A condenação resultou de uma ação administrativa intentada pelo partido JPP, na qual era também pedida a dissolução da Câmara e da Assembleia Municipal, bem como da perda de mandato de António Bragança Fernandes, Presidente da Assembleia Municipal, mas estes pedidos foram recusados pelo Tribunal.

Também a vereadora Emília Santos foi visada numa outra ação administrativa em que o JPP pedia a sua condenação à perda de mandato, alegadamente por ter beneficiado o companheiro Bragança Fernandes ao votar aquela proposta. Porém, o TAF Porto ilibou a vereadora, que consegui provar que não vivia em união de facto nem coabitava com ex-Presidente da Câmara.

Em 30 de agosto de 2019, na sequência de um recurso, o Tribunal Central Administrativo do Norte confirmou a decisão do TAF de condenação às perdas de mandato do Presidente e do então vice-Presidente da Câmara Municipal da Maia.

Inconformados, os autarcas condenados alegaram que o "todo este processo é kafkiano" e que se trataria apenas de uma “alegada irregularidade formal”, anunciando que iriam novamente recorrer, desta vez para o Supremo Tribunal Administrativo e para o Tribunal Constitucional.

O Presidente Silva Tiago terá mesmo dito “o que fiz, fazia de novo e não me arrependo”.

Em novembro de 2019, Supremo Tribunal Administrativo aceitou, execionalmente, apreciar o recurso dos autarcas condenados, o qual se encontra ainda pendente de decisão.

No mesmo mês, o Tribunal de Contas (TdC) emitiu um relatório de auditoria no qual concluiu que foram cometidas ilegalidades financeiras, por parte da Câmara Municipal da Maia, na autorização de pagamentos, através do orçamento camarário, de dívidas fiscais da extinta empresa Tecmaia, imputadas aos ex-administradores.

O TdC, confirmou, assim, aquilo já havia sido dito pelos Tribunais Administrativos, acrescentando que têm responsabilidades financeiras os vereadores que subscreveram a proposta de pagamento ou que a votaram favoravelmente em reunião da Câmara, bem como aos funcionários assinantes da ordem de pagamento e do cheque.

O relatório foi encaminhado para o MP, que está ainda a apreciar uma queixa do JPP contra aqueles autarcas, alegadamente pelos crimes de violação de normas de execução orçamental, recebimento indevido de vantagem, corrupção passiva, participação económica em negócio, abuso de poderes e peculato.

 

O que se pode concluir de todos estes casos?

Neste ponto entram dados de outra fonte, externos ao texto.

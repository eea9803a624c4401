pub mod config;
pub mod diff;
pub mod golden;
pub mod listing;
pub mod record;

// Re-export commonly used types/functions for the CLI
pub use config::{ConfigError, TraceConfig};
pub use diff::{compare, DiffError, DiffReport, LineReport};
pub use golden::{rewrite_all, GoldenError, GoldenRewriter, Step, REGISTER_RESET};
pub use listing::{decode_listing, decode_record, parse_vhex32, VhexError};
pub use record::{read_records, RecordError, TraceRecord};
use bitvec::prelude::*;

/// Inclusive bit-range access on an instruction word.
///
/// Bit numbers are architectural (bit 0 is the least significant bit), so
/// none of this depends on the byte order the word was read in.
pub trait Bits: Copy {
    /// Bits `hi..=lo`, shifted down to bit 0.
    fn bits(self, hi: u32, lo: u32) -> u32;
    /// A single bit as 0 or 1.
    fn bit(self, n: u32) -> u32;
    /// Replicate bit `n` into every bit above it.
    fn sign_extend_from(self, n: u32) -> u32;
}

impl Bits for u32 {
    #[inline]
    fn bits(self, hi: u32, lo: u32) -> u32 {
        debug_assert!(hi >= lo && hi < 32, "bad bit range {hi}:{lo}");
        self.view_bits::<Lsb0>()[lo as usize..=hi as usize].load_le::<u32>()
    }

    #[inline]
    fn bit(self, n: u32) -> u32 {
        debug_assert!(n < 32);
        self.view_bits::<Lsb0>()[n as usize] as u32
    }

    #[inline]
    fn sign_extend_from(self, n: u32) -> u32 {
        debug_assert!(n < 32);
        // A signed load sign-extends from the top of the loaded region.
        self.view_bits::<Lsb0>()[..=n as usize].load_le::<i32>() as u32
    }
}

Em primeiro lugar, é necessário referir que não há uma ligação direta entre todos eles, que os processos não dizem respeito às mesmas matérias nem estão todos na mesma fase processual.

Alguns dos processos encontram-se ainda em investigação e sob segredo de justiça, outros estão pendentes de decisões de recurso.

No entanto, as suspeitas lançadas sobre o executivo e autarcas do Município devem sucitar preocupações, não obstante o escrutínio público ser o maior das últimas décadas.

Recorde-se que foi a primeira vez, na história do Município, que foram lançadas acusações de fraude em eleições autárquicas e que os tribunais condenaram autarcas eleitos à perda de mandato.

Por outro lado, estes casos constituíram uma verdadeira “prova de fogo” para a imprensa local, que contrariamente ao que era habitual, se viu, em vários momentos, forçada a maquilhar notícias desfavoráveis para com o executivo, revelando ainda mais a sua inerente parcialidade e falta de isenção jornalística.

Dispondo de maiores recursos e de uma máquina de propaganda bem olegada, o executivo da Câmara Municipal beneficiou dos atrasos da justiça e das dúvidas lançadas sobre a legitimidade em agir dos partidos políticos, acabando por usar estes casos judiciais para atacar a oposição, acusando-a de “judicialização da política”.

O Bloco de Esquerda manter-se-á, no decurso deste mandato, atento e vigilante, aguardando serenamente a conclusão dos processos judiciais em curso e defendendo, como sempre defendeu, os interesses da população da Maia.